Shattering Illusions: Essays on the Ethics, History, and Presentation of Magic, Jamy Ian Swiss, Hermetic Books: 276 pp., $35

The reasons we are entertained by the performance of magic are a bit mysterious. “Magic,” writes Jamy Ian Swiss, “has a great deal to do with deception: with how we are deceived in our lives, by others and by ourselves.” Yet deception is dangerous in every arena from international relations to marriage. It is fundamental to power: to deceive people is to be in a superior position, a position to manipulate them. The art of conjuring and the figure of the conjurer have power in virtue of the artistry of their deceptions and, we might say, their honesty. In magic, duping people becomes explicitly a form of play and entertainment, which at once mitigates its threat and gives us unique opportunities for its ethical exploration.
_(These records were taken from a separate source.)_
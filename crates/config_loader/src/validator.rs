//! Configuration validation
//!
//! Rules:
//! - at least one sync server, none empty
//! - timeout > 0, burst size within 1..=16, resync interval >= 1s
//! - calibration minimum samples and queue capacity >= 1
//! - fallback refresh rate > 0

use contracts::{AppConfig, ContractError};

/// Largest burst a single sync call may issue
pub const MAX_BURST_SIZE: u32 = 16;

/// Validate an `AppConfig`
///
/// Returns the first error encountered, or Ok(()).
pub fn validate(config: &AppConfig) -> Result<(), ContractError> {
    validate_servers(config)?;
    validate_sync_timing(config)?;
    validate_calibration(config)?;
    validate_compensation(config)?;
    Ok(())
}

/// Validate the server list
fn validate_servers(config: &AppConfig) -> Result<(), ContractError> {
    if config.sync.servers.is_empty() {
        return Err(ContractError::config_validation(
            "sync.servers",
            "at least one server is required",
        ));
    }
    for (idx, server) in config.sync.servers.iter().enumerate() {
        if server.trim().is_empty() {
            return Err(ContractError::config_validation(
                format!("sync.servers[{}]", idx),
                "server name cannot be empty",
            ));
        }
    }
    Ok(())
}

/// Validate timeouts and burst shape
fn validate_sync_timing(config: &AppConfig) -> Result<(), ContractError> {
    let sync = &config.sync;

    if sync.timeout_ms == 0 {
        return Err(ContractError::config_validation(
            "sync.timeout_ms",
            "timeout_ms must be > 0",
        ));
    }

    if sync.burst_size == 0 || sync.burst_size > MAX_BURST_SIZE {
        return Err(ContractError::config_validation(
            "sync.burst_size",
            format!(
                "burst_size must be within 1..={}, got {}",
                MAX_BURST_SIZE, sync.burst_size
            ),
        ));
    }

    if sync.resync_interval_s == 0 {
        return Err(ContractError::config_validation(
            "sync.resync_interval_s",
            "resync_interval_s must be >= 1",
        ));
    }

    Ok(())
}

/// Validate calibration settings
fn validate_calibration(config: &AppConfig) -> Result<(), ContractError> {
    let calibration = &config.calibration;

    if calibration.min_samples == 0 {
        return Err(ContractError::config_validation(
            "calibration.min_samples",
            "min_samples must be >= 1",
        ));
    }

    if calibration.flash_queue_capacity == 0 {
        return Err(ContractError::config_validation(
            "calibration.flash_queue_capacity",
            "flash_queue_capacity must be >= 1",
        ));
    }

    if let Some(duration) = calibration.run_duration_override_s {
        if !(duration.is_finite() && duration > 0.0) {
            return Err(ContractError::config_validation(
                "calibration.run_duration_override_s",
                format!("run duration must be > 0, got {}", duration),
            ));
        }
    }

    Ok(())
}

/// Validate compensation settings
fn validate_compensation(config: &AppConfig) -> Result<(), ContractError> {
    let hz = config.compensation.fallback_refresh_hz;
    if !(hz.is_finite() && hz > 0.0) {
        return Err(ContractError::config_validation(
            "compensation.fallback_refresh_hz",
            format!("fallback_refresh_hz must be > 0, got {}", hz),
        ));
    }
    Ok(())
}
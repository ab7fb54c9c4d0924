//! Periodic background resync.
//!
//! Quartz drift makes a committed offset decay; this task re-runs the burst on
//! a fixed interval on the tokio blocking pool, skipping ticks while another
//! sync is in flight.

use std::sync::Arc;
use std::time::Duration;

use tokio::sync::watch;
use tokio::task::JoinHandle;
use tokio::time::MissedTickBehavior;
use tracing::{debug, error, info, instrument, warn};

use crate::engine::SyncEngine;
use crate::error::SyncError;

/// Shortest tick the task accepts; tokio rejects a zero period
const MIN_INTERVAL: Duration = Duration::from_millis(1);

/// Handle to a running periodic resync task
#[derive(Debug)]
pub struct PeriodicSync {
    shutdown: watch::Sender<bool>,
    handle: JoinHandle<()>,
}

impl PeriodicSync {
    /// Spawn the task on the current tokio runtime
    ///
    /// The first tick fires immediately. Intervals below 1 ms are raised to 1 ms.
    #[instrument(name = "periodic_sync_spawn", skip(engine, servers))]
    pub fn spawn(engine: Arc<SyncEngine>, servers: Vec<String>, interval: Duration) -> Self {
        let interval = interval.max(MIN_INTERVAL);
        let (shutdown, mut shutdown_rx) = watch::channel(false);

        let handle = tokio::spawn(async move {
            let mut ticker = tokio::time::interval(interval);
            ticker.set_missed_tick_behavior(MissedTickBehavior::Skip);

            loop {
                tokio::select! {
                    _ = ticker.tick() => {
                        run_once(&engine, &servers).await;
                    }
                    changed = shutdown_rx.changed() => {
                        if changed.is_err() || *shutdown_rx.borrow() {
                            break;
                        }
                    }
                }
            }

            debug!("periodic sync stopped");
        });

        info!(interval_s = interval.as_secs_f64(), "periodic sync started");
        Self { shutdown, handle }
    }

    /// Signal the task to stop and wait for it
    ///
    /// A burst already running finishes first (bounded by the transport timeout).
    pub async fn shutdown(self) {
        let _ = self.shutdown.send(true);
        if let Err(e) = self.handle.await {
            warn!(error = %e, "periodic sync task ended abnormally");
        }
    }

    /// Whether the task has exited
    pub fn is_finished(&self) -> bool {
        self.handle.is_finished()
    }
}

async fn run_once(engine: &Arc<SyncEngine>, servers: &[String]) {
    if engine.is_in_flight() {
        debug!("sync already in flight, skipping tick");
        return;
    }

    let engine = Arc::clone(engine);
    let servers = servers.to_vec();
    match tokio::task::spawn_blocking(move || engine.try_sync_any(&servers)).await {
        Ok(Ok(result)) => {
            debug!(server = %result.server, offset_ms = result.offset_ms(), "periodic sync ok");
        }
        Ok(Err(SyncError::InFlight)) => {
            debug!("sync already in flight, skipping tick");
        }
        Ok(Err(e)) => {
            warn!(error = %e, "periodic sync failed");
        }
        Err(e) => {
            error!(error = %e, "periodic sync worker panicked");
        }
    }
}

#[cfg(test)]
mod tests {
    use super::*;
    use crate::engine::test_support::{ScriptedFactory, Step};
    use crate::engine::SyncEngineConfig;
    use crate::monotonic::ManualClock;

    #[tokio::test]
    async fn test_periodic_sync_commits_and_stops() {
        let clock = Arc::new(ManualClock::new(1_000_000_000));
        let factory = ScriptedFactory::new(
            Arc::clone(&clock),
            vec![Step::Reply {
                rtt_ms: 2,
                offset_nanos: 1_700_000_000_000_000_000,
            }],
        );
        let config = SyncEngineConfig {
            burst_size: 1,
            sample_pause: Duration::ZERO,
            ..Default::default()
        };
        let engine = Arc::new(SyncEngine::new(config, Arc::new(factory), clock));

        let task = PeriodicSync::spawn(
            Arc::clone(&engine),
            vec!["scripted".to_string()],
            Duration::from_millis(20),
        );

        tokio::time::sleep(Duration::from_millis(150)).await;
        assert!(engine.register().is_synced());
        // Later ticks time out; the first offset must survive them
        let offset = engine.register().load();
        assert_eq!(engine.history().len(), 1);

        task.shutdown().await;
        assert_eq!(engine.register().load(), offset);
    }

    #[tokio::test]
    async fn test_zero_interval_does_not_kill_task() {
        let clock = Arc::new(ManualClock::new(1_000_000_000));
        let factory = ScriptedFactory::new(
            Arc::clone(&clock),
            vec![Step::Reply {
                rtt_ms: 2,
                offset_nanos: 1_700_000_000_000_000_000,
            }],
        );
        let config = SyncEngineConfig {
            burst_size: 1,
            sample_pause: Duration::ZERO,
            ..Default::default()
        };
        let engine = Arc::new(SyncEngine::new(config, Arc::new(factory), clock));

        let task = PeriodicSync::spawn(
            Arc::clone(&engine),
            vec!["scripted".to_string()],
            Duration::ZERO,
        );
        tokio::time::sleep(Duration::from_millis(100)).await;

        assert!(!task.is_finished());
        assert!(engine.register().is_synced());
        task.shutdown().await;
    }
}
//! # truetime CLI
//!
//! Command-line entry point.
//!
//! Provides:
//! - Configuration loading and validation
//! - One-shot and continuous time sync
//! - Display latency calibration and compensation management

mod cli;
mod commands;
mod error;

use anyhow::Result;
use clap::Parser;
use observability::ObservabilityConfig;
use tracing::debug;

use cli::{Cli, Commands};
use commands::{
    run_calibrate, run_info, run_now, run_reset, run_set_delay, run_status, run_sync,
    run_validate, run_watch,
};

#[tokio::main]
async fn main() -> Result<()> {
    // Load .env file if present
    dotenvy::dotenv().ok();

    let cli = Cli::parse();

    init_observability(&cli)?;

    debug!(version = env!("CARGO_PKG_VERSION"), "truetime starting");

    let result = match &cli.command {
        Commands::Sync(args) => run_sync(args).await,
        Commands::Now(args) => run_now(args).await,
        Commands::Watch(args) => run_watch(args).await,
        Commands::Calibrate(args) => run_calibrate(args).await,
        Commands::Status(args) => run_status(args),
        Commands::SetDelay(args) => run_set_delay(args),
        Commands::Reset(args) => run_reset(args),
        Commands::Validate(args) => run_validate(args),
        Commands::Info(args) => run_info(args),
    };

    if let Err(ref e) = result {
        tracing::error!(error = %e, "Command failed");
    }

    result
}

/// Initialize logging and metrics based on CLI options
fn init_observability(cli: &Cli) -> Result<()> {
    let default_log_level = if cli.quiet {
        "warn"
    } else {
        match cli.verbose {
            0 => "info",
            1 => "debug",
            _ => "trace",
        }
    };

    observability::init_with_config(ObservabilityConfig {
        log_format: cli.log_format.into(),
        metrics_port: cli.metrics_port,
        default_log_level: default_log_level.to_string(),
    })
}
As Swiss points out in this opinionated and absorbing set of essays, many of which first appeared in the magazine Genii, being deceived in most circumstances is anything but pleasurable. But the deceptions of stage and close-up magic are not supposed to stick; watching a magician, we are meant to know that there is a natural, mechanical explanation for every illusion. Indeed, magicians (Swiss, by all accounts an excellent card handler, among them) notoriously tend to be scientific rationalists. Houdini and James Randi forged careers exposing false claims of the paranormal; Martin Gardner brings to conjuring the precision and demand for proof of the mathematician; as Teller dematerializes from a box and appears elsewhere, Penn ridicules the very idea of a human soul.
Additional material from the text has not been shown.